[nottetempo, Milano 2024]
Ci sono tanti modi per parlare di Una rivolta: il più semplice è dire che si tratta della vicenda (drammatica, assurda, trascinante) di Luciano Franceschi, un indipendentista veneto condannato a sedici anni di carcere per aver sparato al banchiere che gli aveva negato un finanziamento per salvare l’azienda di famiglia. Insomma, potrebbe sembrare il mix già visto di Nord-Est, capannoni sventrati dalla crisi e leghismo animato da sogni di secessione. Ma questo libro è molto di più. Innanzitutto, per chi l’ha scritto: l’autore, Enrico Prevedello, non solo è nato e cresciuto nello stesso paese di Franceschi (Borgoricco, settemila anime esattamente a metà strada tra Padova e Castelfranco) ma ne ha frequentato per anni la casa, visto che era l’amico del cuore di uno dei suoi figli, Arturo.
Così, fin da quando era bambino, Prevedello ha potuto vedere «Ciano» mentre serviva i clienti dietro al bancone del caseificio Franceschi oppure quando, insieme ad altri tre o quattro «guerrieri di San Marco», si provava allo specchio la divisa da ufficiale della «polizia veneta». Prevedello sa che questa storia custodisce per lui qualcosa di «irragionevole e prezioso» (p. 33) e perciò riesce a maneggiarla con un tatto non comune: nel libro, Luciano non ci appare mai come un fanatico ridicolo, ma come una persona legata in maniera viscerale alla propria terra, alla sua storia, alle persone che la abitano, e sempre disposta a lottare per i propri ideali al costo della sua stessa vita.

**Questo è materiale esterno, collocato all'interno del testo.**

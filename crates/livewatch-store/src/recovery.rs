//! Startup loading with fallback and quarantine.
//!
//! Order of preference: the local durable file, then the latest remote
//! backup, then an empty model. Every document that fails to decode is
//! copied into the quarantine directory under a timestamped name before
//! anything can overwrite it.

use std::path::{Path, PathBuf};

use chrono::Utc;
use tokio::fs;
use tracing::{error, info, warn};

use livewatch_core::traits::{BackupTransport, LATEST_BACKUP_NAME};
use livewatch_entity::StateDocument;

use crate::durable;
use crate::error::StoreError;

/// Where the loaded model came from.
#[derive(Debug, Clone, Copy, PartialEq, Eq)]
pub enum LoadSource {
    /// The local durable file was valid.
    Local,
    /// The local file was missing or corrupt; restored from remote backup.
    Backup,
    /// Nothing usable was found; started empty.
    Fresh,
}

impl LoadSource {
    /// Return the source as a lowercase string.
    pub fn as_str(&self) -> &'static str {
        match self {
            Self::Local => "local",
            Self::Backup => "backup",
            Self::Fresh => "fresh",
        }
    }
}

/// Outcome of startup recovery.
#[derive(Debug, Clone)]
pub struct RecoveryReport {
    /// Where the model came from.
    pub source: LoadSource,
    /// Quarantine copies written during recovery.
    pub quarantined: Vec<PathBuf>,
    /// Number of invariant repairs applied to the loaded document.
    pub repairs: usize,
}

impl RecoveryReport {
    /// Whether the local file must be rewritten before the next cycle.
    pub fn needs_persist(&self) -> bool {
        self.source != LoadSource::Local || self.repairs > 0
    }
}

/// Load the model, falling back to the remote backup and then to empty.
pub async fn load_or_recover(
    state_path: &Path,
    quarantine_dir: &Path,
    backup: Option<&dyn BackupTransport>,
) -> Result<(StateDocument, RecoveryReport), StoreError> {
    let mut quarantined = Vec::new();
    let origin = state_path.display().to_string();

    match durable::read_optional(state_path).await? {
        Some(bytes) => match decode(&origin, &bytes) {
            Ok((doc, repairs)) => {
                info!(
                    path = %origin,
                    communities = doc.communities.len(),
                    repairs,
                    "Loaded state document"
                );
                let report = RecoveryReport {
                    source: LoadSource::Local,
                    quarantined,
                    repairs,
                };
                return Ok((doc, report));
            }
            Err(e) => {
                error!("Local state is corrupt, quarantining: {}", e);
                quarantined.push(quarantine_file(quarantine_dir, state_path).await?);
            }
        },
        None => info!(path = %origin, "No local state document found"),
    }

    if let Some(transport) = backup {
        match transport.download(LATEST_BACKUP_NAME).await {
            Ok(Some(bytes)) => {
                let origin = format!("{}:{}", transport.transport_type(), LATEST_BACKUP_NAME);
                match decode(&origin, &bytes) {
                    Ok((doc, repairs)) => {
                        info!(
                            origin = %origin,
                            communities = doc.communities.len(),
                            "Restored state from remote backup"
                        );
                        let report = RecoveryReport {
                            source: LoadSource::Backup,
                            quarantined,
                            repairs,
                        };
                        return Ok((doc, report));
                    }
                    Err(e) => {
                        error!("Remote backup is corrupt, quarantining: {}", e);
                        quarantined.push(
                            quarantine_bytes(quarantine_dir, "backup-latest.json", &bytes).await?,
                        );
                    }
                }
            }
            Ok(None) => info!(
                transport = transport.transport_type(),
                "No remote backup available"
            ),
            Err(e) => warn!("Failed to download remote backup: {}", e),
        }
    }

    warn!("Starting with an empty state document");
    let report = RecoveryReport {
        source: LoadSource::Fresh,
        quarantined,
        repairs: 0,
    };
    Ok((StateDocument::default(), report))
}

/// Decode and normalize a document, returning the repair count.
pub fn decode(origin: &str, bytes: &[u8]) -> Result<(StateDocument, usize), StoreError> {
    if bytes.iter().all(u8::is_ascii_whitespace) {
        return Err(StoreError::corruption(origin, "document is empty"));
    }
    let mut doc =
        StateDocument::from_slice(bytes).map_err(|e| StoreError::corruption(origin, e))?;
    if doc.metadata.version > livewatch_entity::SCHEMA_VERSION {
        warn!(
            origin,
            version = doc.metadata.version,
            "State document was written by a newer schema; unknown fields are ignored"
        );
    }
    let repairs = doc.normalize();
    Ok((doc, repairs))
}

/// Copy a corrupt file into the quarantine directory.
pub async fn quarantine_file(quarantine_dir: &Path, source: &Path) -> Result<PathBuf, StoreError> {
    fs::create_dir_all(quarantine_dir)
        .await
        .map_err(|e| StoreError::io(quarantine_dir, e))?;

    let name = source
        .file_name()
        .map(|n| n.to_string_lossy().to_string())
        .unwrap_or_else(|| "state.json".to_string());
    let dest = quarantine_dir.join(quarantine_name(&name));

    fs::copy(source, &dest)
        .await
        .map_err(|e| StoreError::io(&dest, e))?;

    warn!(from = %source.display(), to = %dest.display(), "Quarantined corrupt state file");
    Ok(dest)
}

/// Write corrupt bytes (e.g. a downloaded backup) into quarantine.
pub async fn quarantine_bytes(
    quarantine_dir: &Path,
    name: &str,
    bytes: &[u8],
) -> Result<PathBuf, StoreError> {
    let dest = quarantine_dir.join(quarantine_name(name));
    durable::write_atomic(&dest, bytes).await?;
    warn!(to = %dest.display(), "Quarantined corrupt backup");
    Ok(dest)
}

fn quarantine_name(file_name: &str) -> String {
    let stamp = Utc::now().format("%Y%m%dT%H%M%S%.6fZ");
    match file_name.rsplit_once('.') {
        Some((stem, ext)) if !stem.is_empty() => format!("{stem}.corrupt-{stamp}.{ext}"),
        _ => format!("{file_name}.corrupt-{stamp}"),
    }
}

Luciano, infatti, è il ragazzino che alle medie organizza uno sciopero degli studenti e ottiene dal sindaco in persona la ristrutturazione del vecchio edificio pericolante, ma è anche l’adulto che ha un infarto quando viene a sapere che il suo amico d’infanzia si è impiccato a una gru perché non poteva pagare i dipendenti; è il compaesano che negli anni Ottanta riesce a far riaprire l’ufficio postale di Borgoricco ma è anche il carcerato che dopo soli quattro giorni di reclusione organizza una rivolta per trasbordare in massa i detenuti al Palazzo di Giustizia di Padova, o che si procura volontariamente un secondo infarto pur di uscire dalla cella d’isolamento.
Questa umanità emerge anche dal modo in cui Prevedello parla di altri personaggi della storia (come Bepin Segato e i «serenissimi» del commando che assaltò il campanile di San Marco nel maggio del 1997, alcuni dei quali riarrestati nel 2014 e subito ridicolizzati sulla stampa come «commando- mona» o «commando-polenta»), ma soprattutto dalle pagine che dedica ai familiari di Luciano (i figli, il fratello, la moglie Emilia, la madre Antonia, il padre morto suicida quando Luciano era ancora un bambino). La famiglia Franceschi – e il suo caseificio – sono, infatti, gli altri grandi protagonisti della narrazione, che viene scandita proprio dalle diverse versioni di una vecchia foto di famiglia in bianco e nero, dalla quale, capitolo dopo capitolo, riaffiorano i volti inizialmente anneriti; le parti più commoventi del volume sono il ricordo della malattia e della morte di Emilia (che Luciano rievoca nel diario scritto in carcere) e l’incontro finale tra Prevedello e Luciano, quando quest’ultimo (ai domiciliari per motivi di salute) è ormai tornato a vivere nella casa dell’anziana madre e trova a fatica le parole a causa di un ictus che gli ha compromesso il linguaggio. Per scrivere il suo libro Prevedello doveva risolvere questo stesso problema: come far parlare Luciano? Che voce dare alla sua parlata veneta, alle migliaia di documenti dell’autogoverno, al giorno di fuoco nella banca di Campodarsego? La sua scelta è di pescare con parsimonia dal diario di Luciano (ripreso alla lettera solo due volte, per il racconto della leucemia della moglie e della sparatoria in banca) e di non mimare o, peggio, scimmiottare il dialetto con esperimenti neoveristi. Il risultato è uno stile essenziale che sembra salire direttamente dai fossi che circondano Borgoricco. Una rivolta si legge e si rilegge, e si finisce sempre con le lacrime agli occhi: non servirebbe aggiungere altro.